GIVEN DATA:
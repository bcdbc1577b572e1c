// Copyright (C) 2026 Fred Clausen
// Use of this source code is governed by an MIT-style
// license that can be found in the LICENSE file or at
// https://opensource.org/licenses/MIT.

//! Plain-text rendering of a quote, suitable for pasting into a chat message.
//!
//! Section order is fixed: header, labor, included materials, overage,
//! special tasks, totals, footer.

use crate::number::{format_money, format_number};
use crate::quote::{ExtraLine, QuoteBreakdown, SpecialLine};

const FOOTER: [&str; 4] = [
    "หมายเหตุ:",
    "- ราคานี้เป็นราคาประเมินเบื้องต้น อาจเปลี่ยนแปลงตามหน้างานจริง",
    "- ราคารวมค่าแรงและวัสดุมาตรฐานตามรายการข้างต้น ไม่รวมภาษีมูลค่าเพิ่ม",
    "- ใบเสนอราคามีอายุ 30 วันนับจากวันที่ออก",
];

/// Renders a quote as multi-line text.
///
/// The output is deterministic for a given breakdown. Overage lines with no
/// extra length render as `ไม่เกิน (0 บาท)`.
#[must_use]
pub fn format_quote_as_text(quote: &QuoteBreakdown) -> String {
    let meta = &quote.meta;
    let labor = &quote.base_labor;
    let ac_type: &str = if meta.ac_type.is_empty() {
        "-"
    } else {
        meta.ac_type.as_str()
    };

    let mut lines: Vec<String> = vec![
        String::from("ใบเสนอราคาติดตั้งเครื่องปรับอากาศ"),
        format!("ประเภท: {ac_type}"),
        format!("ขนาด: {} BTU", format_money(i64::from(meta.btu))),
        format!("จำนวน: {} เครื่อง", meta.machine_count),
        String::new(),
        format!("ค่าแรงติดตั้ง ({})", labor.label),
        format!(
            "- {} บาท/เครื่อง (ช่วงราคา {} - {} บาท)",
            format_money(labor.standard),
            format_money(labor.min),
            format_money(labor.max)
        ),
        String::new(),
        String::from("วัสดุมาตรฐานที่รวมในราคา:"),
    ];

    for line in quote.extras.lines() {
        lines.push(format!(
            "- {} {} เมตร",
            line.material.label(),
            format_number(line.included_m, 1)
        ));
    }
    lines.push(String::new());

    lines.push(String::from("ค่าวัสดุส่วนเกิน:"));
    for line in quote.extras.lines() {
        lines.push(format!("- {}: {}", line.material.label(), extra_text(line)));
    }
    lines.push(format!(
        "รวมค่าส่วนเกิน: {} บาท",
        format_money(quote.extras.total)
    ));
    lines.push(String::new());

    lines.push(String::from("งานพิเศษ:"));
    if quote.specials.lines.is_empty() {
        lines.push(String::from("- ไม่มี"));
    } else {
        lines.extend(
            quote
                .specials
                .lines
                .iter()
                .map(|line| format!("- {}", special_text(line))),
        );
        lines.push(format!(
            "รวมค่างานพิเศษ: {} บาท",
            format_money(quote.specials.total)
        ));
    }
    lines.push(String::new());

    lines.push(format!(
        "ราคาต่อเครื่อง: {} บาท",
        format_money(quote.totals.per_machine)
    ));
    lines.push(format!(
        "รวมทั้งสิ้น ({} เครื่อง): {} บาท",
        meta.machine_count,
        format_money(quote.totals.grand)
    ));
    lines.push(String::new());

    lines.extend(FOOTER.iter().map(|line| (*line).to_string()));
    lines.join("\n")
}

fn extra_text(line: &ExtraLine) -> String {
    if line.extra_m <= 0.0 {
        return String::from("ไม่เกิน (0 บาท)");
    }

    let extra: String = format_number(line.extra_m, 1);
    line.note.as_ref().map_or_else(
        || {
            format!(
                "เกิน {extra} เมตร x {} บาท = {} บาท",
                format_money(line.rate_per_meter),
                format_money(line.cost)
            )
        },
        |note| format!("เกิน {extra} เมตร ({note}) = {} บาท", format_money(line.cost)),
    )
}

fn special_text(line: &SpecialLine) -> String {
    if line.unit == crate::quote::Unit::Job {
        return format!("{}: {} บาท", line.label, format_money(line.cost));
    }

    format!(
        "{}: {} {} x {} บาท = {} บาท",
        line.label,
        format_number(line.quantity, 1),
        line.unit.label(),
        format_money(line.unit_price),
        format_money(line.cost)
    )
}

WORK TO COMPLETE:
Would you output all the records above exactly as written?

SOLUTION TO THIS EXERCISE:
repository bcdbc1577b572e1c
// Copyright (C) 2026 Fred Clausen
// Use of this source code is governed by an MIT-style
// license that can be found in the LICENSE file or at
// https://opensource.org/licenses/MIT.

//! Plain-text rendering of a quote, suitable for pasting into a chat message.
//!
//! Section order is fixed: header, labor, included materials, overage,
//! special tasks, totals, footer.

use crate::number::{format_money, format_number};
use crate::quote::{ExtraLine, QuoteBreakdown, SpecialLine};

const FOOTER: [&str; 4] = [
    "หมายเหตุ:",
    "- ราคานี้เป็นราคาประเมินเบื้องต้น อาจเปลี่ยนแปลงตามหน้างานจริง",
    "- ราคารวมค่าแรงและวัสดุมาตรฐานตามรายการข้างต้น ไม่รวมภาษีมูลค่าเพิ่ม",
    "- ใบเสนอราคามีอายุ 30 วันนับจากวันที่ออก",
];

/// Renders a quote as multi-line text.
///
/// The output is deterministic for a given breakdown. Overage lines with no
/// extra length render as `ไม่เกิน (0 บาท)`.
#[must_use]
pub fn format_quote_as_text(quote: &QuoteBreakdown) -> String {
    let meta = &quote.meta;
    let labor = &quote.base_labor;
    let ac_type: &str = if meta.ac_type.is_empty() {
        "-"
    } else {
        meta.ac_type.as_str()
    };

    let mut lines: Vec<String> = vec![
        String::from("ใบเสนอราคาติดตั้งเครื่องปรับอากาศ"),
        format!("ประเภท: {ac_type}"),
        format!("ขนาด: {} BTU", format_money(i64::from(meta.btu))),
        format!("จำนวน: {} เครื่อง", meta.machine_count),
        String::new(),
        format!("ค่าแรงติดตั้ง ({})", labor.label),
        format!(
            "- {} บาท/เครื่อง (ช่วงราคา {} - {} บาท)",
            format_money(labor.standard),
            format_money(labor.min),
            format_money(labor.max)
        ),
        String::new(),
        String::from("วัสดุมาตรฐานที่รวมในราคา:"),
    ];

    for line in quote.extras.lines() {
        lines.push(format!(
            "- {} {} เมตร",
            line.material.label(),
            format_number(line.included_m, 1)
        ));
    }
    lines.push(String::new());

    lines.push(String::from("ค่าวัสดุส่วนเกิน:"));
    for line in quote.extras.lines() {
        lines.push(format!("- {}: {}", line.material.label(), extra_text(line)));
    }
    lines.push(format!(
        "รวมค่าส่วนเกิน: {} บาท",
        format_money(quote.extras.total)
    ));
    lines.push(String::new());

    lines.push(String::from("งานพิเศษ:"));
    if quote.specials.lines.is_empty() {
        lines.push(String::from("- ไม่มี"));
    } else {
        lines.extend(
            quote
                .specials
                .lines
                .iter()
                .map(|line| format!("- {}", special_text(line))),
        );
        lines.push(format!(
            "รวมค่างานพิเศษ: {} บาท",
            format_money(quote.specials.total)
        ));
    }
    lines.push(String::new());

    lines.push(format!(
        "ราคาต่อเครื่อง: {} บาท",
        format_money(quote.totals.per_machine)
    ));
    lines.push(format!(
        "รวมทั้งสิ้น ({} เครื่อง): {} บาท",
        meta.machine_count,
        format_money(quote.totals.grand)
    ));
    lines.push(String::new());

    lines.extend(FOOTER.iter().map(|line| (*line).to_string()));
    lines.join("\n")
}

fn extra_text(line: &ExtraLine) -> String {
    if line.extra_m <= 0.0 {
        return String::from("ไม่เกิน (0 บาท)");
    }

    let extra: String = format_number(line.extra_m, 1);
    line.note.as_ref().map_or_else(
        || {
            format!(
                "เกิน {extra} เมตร x {} บาท = {} บาท",
                format_money(line.rate_per_meter),
                format_money(line.cost)
            )
        },
        |note| format!("เกิน {extra} เมตร ({note}) = {} บาท", format_money(line.cost)),
    )
}

fn special_text(line: &SpecialLine) -> String {
    if line.unit == crate::quote::Unit::Job {
        return format!("{}: {} บาท", line.label, format_money(line.cost));
    }

    format!(
        "{}: {} {} x {} บาท = {} บาท",
        line.label,
        format_number(line.quantity, 1),
        line.unit.label(),
        format_money(line.unit_price),
        format_money(line.cost)
    )
}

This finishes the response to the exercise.